* Material provided
▼
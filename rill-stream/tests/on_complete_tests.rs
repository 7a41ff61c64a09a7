// Copyright 2025 Umberto Gotti <umberto.gotti@umbertogotti.dev>
// Licensed under the Apache License, Version 2.0
// http://www.apache.org/licenses/LICENSE-2.0

use futures::StreamExt;
use rill_core::CountDownLatch;
use rill_stream::Sequence;
use rill_test_utils::test_data::people;
use rill_test_utils::Recorder;
use std::sync::atomic::{AtomicUsize, Ordering};
use std::sync::Arc;
use std::time::Duration;

fn counting_callback() -> (Arc<AtomicUsize>, impl FnOnce() + Send + 'static) {
    let calls = Arc::new(AtomicUsize::new(0));
    let counter = calls.clone();
    (calls, move || {
        counter.fetch_add(1, Ordering::SeqCst);
    })
}

#[test]
fn test_callback_runs_once_after_last_element() {
    // Arrange
    let events = Recorder::new();
    let on_element = events.clone();
    let on_done = events.clone();

    // Act
    let count = Sequence::of(people())
        .tap(move |person| on_element.record(person.first_name.clone()))
        .on_complete(move || on_done.record("complete".to_string()))
        .count()
        .blocking_get();

    // Assert
    assert_eq!(count, Some(4));
    assert_eq!(
        events.snapshot(),
        vec!["Julio", "Carolin", "Nayeli", "Fabiana", "complete"]
    );
}

#[test]
fn test_callback_runs_for_empty_sequence() {
    let (calls, callback) = counting_callback();

    let count = Sequence::<u8>::empty()
        .on_complete(callback)
        .count()
        .blocking_get();

    assert_eq!(count, Some(0));
    assert_eq!(calls.load(Ordering::SeqCst), 1);
}

#[tokio::test]
async fn test_callback_not_repeated_when_polled_after_end() {
    let (calls, callback) = counting_callback();
    let mut sequence = Sequence::of(vec![1, 2]).on_complete(callback);

    while sequence.next().await.is_some() {}
    assert_eq!(sequence.next().await, None);
    assert_eq!(sequence.next().await, None);

    assert_eq!(calls.load(Ordering::SeqCst), 1);
}

#[tokio::test]
async fn test_callback_skipped_when_dropped_early() {
    let (calls, callback) = counting_callback();

    let first = Sequence::of(people()).on_complete(callback).first().await;

    assert!(first.is_some());
    assert_eq!(calls.load(Ordering::SeqCst), 0);
}

#[tokio::test(start_paused = true)]
async fn test_callback_releases_latch_after_delayed_elements() -> anyhow::Result<()> {
    // Arrange
    let latch = CountDownLatch::new(1);
    let signal = latch.clone();
    let delivered = Recorder::new();
    let sink = delivered.clone();

    let sequence = Sequence::of(people())
        .delay_elements(Duration::from_secs(1))
        .tap(move |person| sink.record(person.clone()))
        .on_complete(move || signal.count_down());

    // Act
    let driver = tokio::spawn(sequence.count().get());
    latch.wait().await;

    // Assert
    assert_eq!(delivered.snapshot(), people());
    assert_eq!(driver.await?, Some(4));

    Ok(())
}
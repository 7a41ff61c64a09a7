// Copyright 2025 Umberto Gotti <umberto.gotti@umbertogotti.dev>
// Licensed under the Apache License, Version 2.0
// http://www.apache.org/licenses/LICENSE-2.0

#![allow(clippy::multiple_crate_versions, clippy::doc_markdown)]
//! Core types shared by every rill crate.
//!
//! - [`RillError`] and the [`Result`] alias used across the workspace
//! - [`CountDownLatch`], a one-shot counter that releases waiters once it reaches zero

pub mod count_down_latch;
pub mod rill_error;

pub use self::count_down_latch::{CountDownLatch, Released};
pub use self::rill_error::{Result, RillError};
▲
* Problem
How many lines in the data above contain the string "snapshot"? Reply with only the number.

* Task solution
2